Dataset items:
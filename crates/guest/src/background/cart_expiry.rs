//! Periodic eviction of idle session carts.

use std::sync::Arc;
use std::time::Duration;

use tokio_util::sync::CancellationToken;

use crate::cart_store::CartStore;

/// How often expired carts are swept.
pub const SWEEP_INTERVAL: Duration = Duration::from_secs(600);

/// Drop expired carts every `interval` until `cancel` is triggered.
pub async fn run(carts: Arc<CartStore>, interval: Duration, cancel: CancellationToken) {
    tracing::info!(
        ttl_secs = carts.ttl().as_secs(),
        interval_secs = interval.as_secs(),
        "Cart expiry job started"
    );

    let mut ticker = tokio::time::interval(interval);

    loop {
        tokio::select! {
            _ = cancel.cancelled() => {
                tracing::info!("Cart expiry job stopping");
                break;
            }
            _ = ticker.tick() => {
                let dropped = carts.sweep_expired().await;
                if dropped > 0 {
                    let remaining = carts.session_count().await;
                    tracing::info!(dropped, remaining, "Expired carts dropped");
                } else {
                    tracing::debug!("Cart expiry: nothing to drop");
                }
            }
        }
    }
}

#[cfg(test)]
mod tests {
    use super::*;

    #[tokio::test]
    async fn sweeps_until_cancelled() {
        let carts = Arc::new(CartStore::new(Duration::ZERO));
        carts
            .update("a", |cart| cart.add(1, vec![], None))
            .await
            .unwrap();

        let cancel = CancellationToken::new();
        let handle = tokio::spawn(run(
            carts.clone(),
            Duration::from_millis(10),
            cancel.clone(),
        ));

        for _ in 0..200 {
            if carts.session_count().await == 0 {
                break;
            }
            tokio::time::sleep(Duration::from_millis(5)).await;
        }
        assert_eq!(carts.session_count().await, 0);

        cancel.cancel();
        handle.await.unwrap();
    }
}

Problem requirements: Every line in the records that holds the word "async" should be copied into the answer.

Response area:
pub async fn run(carts: Arc<CartStore>, interval: Duration, cancel: CancellationToken) {
    async fn sweeps_until_cancelled() {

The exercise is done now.